Virtual disk import tool can be used to import boot disk images from existing systems to Compute Engine (upload the resulting *.tar.gz file to Cloud Storage and register it as an image in Compute Engine).

See comparison of images, snapshots and templates.

Local SSD

Local SSDs, unlike persistent disks, are physically attached to the virtual machine, therefore are ephemeral (data will survive a VM reset but not a VM stop/terminate), but provide very high IOPS.

Cannot stop a VM with a local SSD via the gcloud CLI or the console, can shut down a VM from inside the guest operating system (OS), but data is lost!!!

Typical usage:

Flash-optimized databases
Hot caching layer for analytics
Application scratch disk

More info here.

Database and Data Analytics

For structured data choose:

if workload is analytical:
- choose Cloud Bigtable if need updates or low latency
- or BigQuery otherwise
if not analytics then:
- if data is not relational use Firestore
- if relational choose Cloud Spanner if need horizontal scalability or Cloud SQL if not

See sketchnote on how to choose database.

Cloud Bigtable

Fully managed NoSQL database with petabytes-scale high read/high write volume and low latency with native time series support (see more here) and is strongly consistent in a single cluster (SLA of 99.5%) while replication adds eventual consistency across two clusters (SLA to 99.99%).

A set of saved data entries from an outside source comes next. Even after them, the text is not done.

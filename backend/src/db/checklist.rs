use chrono::NaiveDate;
use common::model::checklist::{CsRecord, CsRecordInput};
use rusqlite::{params, Connection, OptionalExtension, Row};

use super::PAGE_SIZE;

const SELECT: &str = "SELECT c.id, c.cs_id, c.date, c.shift, c.jam_pelaksanaan, c.kelompok,
        c.operator, COALESCE(o.name, ''), c.gaps, c.spikes, c.blanks, c.slmon, c.count_gaps,
        c.count_spikes, c.count_blanks, c.slmon_image
   FROM cs_record c
   LEFT JOIN operator o ON o.id = c.operator";

fn record_from_row(row: &Row<'_>) -> rusqlite::Result<CsRecord> {
    Ok(CsRecord {
        id: row.get(0)?,
        cs_id: row.get(1)?,
        date: row.get(2)?,
        shift: row.get(3)?,
        jam_pelaksanaan: row.get(4)?,
        kelompok: row.get(5)?,
        operator: row.get(6)?,
        operator_name: row.get(7)?,
        gaps: row.get(8)?,
        spikes: row.get(9)?,
        blanks: row.get(10)?,
        slmon: row.get(11)?,
        count_gaps: row.get(12)?,
        count_spikes: row.get(13)?,
        count_blanks: row.get(14)?,
        slmon_image: row.get(15)?,
    })
}

fn query(conn: &Connection, tail: &str, limit: Option<(u32, u32)>) -> rusqlite::Result<Vec<CsRecord>> {
    let sql = match limit {
        Some((count, offset)) => format!("{SELECT} {tail} LIMIT {count} OFFSET {offset}"),
        None => format!("{SELECT} {tail}"),
    };
    let mut stmt = conn.prepare(&sql)?;
    let rows = stmt.query_map([], record_from_row)?;
    rows.collect()
}

pub fn count(conn: &Connection) -> rusqlite::Result<u64> {
    conn.query_row("SELECT COUNT(*) FROM cs_record", [], |row| row.get(0))
}

pub fn list(conn: &Connection, page: Option<u32>) -> rusqlite::Result<Vec<CsRecord>> {
    let limit = page.map(|p| (PAGE_SIZE, (p.max(1) - 1) * PAGE_SIZE));
    query(conn, "ORDER BY c.cs_id DESC", limit)
}

pub fn list_latest(conn: &Connection, counts: u32) -> rusqlite::Result<Vec<CsRecord>> {
    let limit = (counts > 0).then_some((counts, 0));
    query(conn, "ORDER BY c.cs_id DESC", limit)
}

/// Oldest first, per-row results as for the handover export.
pub fn list_ascending(conn: &Connection) -> rusqlite::Result<Vec<rusqlite::Result<CsRecord>>> {
    let mut stmt = conn.prepare(&format!("{SELECT} ORDER BY c.cs_id ASC"))?;
    let rows = stmt.query_map([], record_from_row)?;
    Ok(rows.collect())
}

/// Records dated within `[start, end]`, optionally restricted to one execution slot.
pub fn list_between(
    conn: &Connection,
    start: NaiveDate,
    end: NaiveDate,
    jam_pelaksanaan: Option<&str>,
) -> rusqlite::Result<Vec<CsRecord>> {
    let mut sql = format!("{SELECT} WHERE c.date BETWEEN ?1 AND ?2");
    if jam_pelaksanaan.is_some() {
        sql.push_str(" AND c.jam_pelaksanaan = ?3");
    }
    sql.push_str(" ORDER BY c.date, c.jam_pelaksanaan, c.id");

    let mut stmt = conn.prepare(&sql)?;
    let rows = match jam_pelaksanaan {
        Some(jam) => stmt.query_map(params![start, end, jam], record_from_row)?,
        None => stmt.query_map(params![start, end], record_from_row)?,
    };
    rows.collect()
}

pub fn get(conn: &Connection, id: i64) -> rusqlite::Result<Option<CsRecord>> {
    conn.query_row(&format!("{SELECT} WHERE c.id = ?1"), params![id], record_from_row)
        .optional()
}

pub fn find_by_cs_id(conn: &Connection, cs_id: &str) -> rusqlite::Result<Option<CsRecord>> {
    conn.query_row(&format!("{SELECT} WHERE c.cs_id = ?1"), params![cs_id], record_from_row)
        .optional()
}

pub fn insert(conn: &Connection, input: &CsRecordInput) -> rusqlite::Result<i64> {
    conn.execute(
        "INSERT INTO cs_record (cs_id, date, shift, jam_pelaksanaan, kelompok, operator, gaps,
            spikes, blanks, slmon, count_gaps, count_spikes, count_blanks)
         VALUES (?1, ?2, ?3, ?4, ?5, ?6, ?7, ?8, ?9, ?10, ?11, ?12, ?13)",
        params![
            input.cs_id,
            input.date,
            input.shift,
            input.jam_pelaksanaan,
            input.kelompok,
            input.operator,
            input.gaps,
            input.spikes,
            input.blanks,
            input.slmon,
            input.count_gaps,
            input.count_spikes,
            input.count_blanks,
        ],
    )?;
    Ok(conn.last_insert_rowid())
}

/// Updates every field except the attached image, which has its own endpoint.
pub fn update(conn: &Connection, id: i64, input: &CsRecordInput) -> rusqlite::Result<bool> {
    let changed = conn.execute(
        "UPDATE cs_record
            SET cs_id = ?1, date = ?2, shift = ?3, jam_pelaksanaan = ?4, kelompok = ?5,
                operator = ?6, gaps = ?7, spikes = ?8, blanks = ?9, slmon = ?10,
                count_gaps = ?11, count_spikes = ?12, count_blanks = ?13
          WHERE id = ?14",
        params![
            input.cs_id,
            input.date,
            input.shift,
            input.jam_pelaksanaan,
            input.kelompok,
            input.operator,
            input.gaps,
            input.spikes,
            input.blanks,
            input.slmon,
            input.count_gaps,
            input.count_spikes,
            input.count_blanks,
            id,
        ],
    )?;
    Ok(changed > 0)
}

pub fn set_image(conn: &Connection, id: i64, file_name: Option<&str>) -> rusqlite::Result<bool> {
    let changed = conn.execute(
        "UPDATE cs_record SET slmon_image = ?1 WHERE id = ?2",
        params![file_name, id],
    )?;
    Ok(changed > 0)
}

pub fn delete(conn: &Connection, id: i64) -> rusqlite::Result<bool> {
    Ok(conn.execute("DELETE FROM cs_record WHERE id = ?1", params![id])? > 0)
}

When replicated, routing policies inside app profile control which clusters handle incoming requests from applications:

Single-cluster - sends all requests to a single cluster that you specify
Multi-cluster - sends requests to the nearest available cluster in the instance
Cluster group - sends requests to the nearest available cluster within a cluster group that you specify in the app profile settings

It is a key-value store that is designed as a sparsely populated table and can scale to billions of rows and thousands of columns. Scales for throughput (by adding/removing node - each node provides up to 10,000 queries per second -read and write) and learns to adjust to specific access patterns.

Supports the open-source industry standard HBase API, which makes it easy to get started.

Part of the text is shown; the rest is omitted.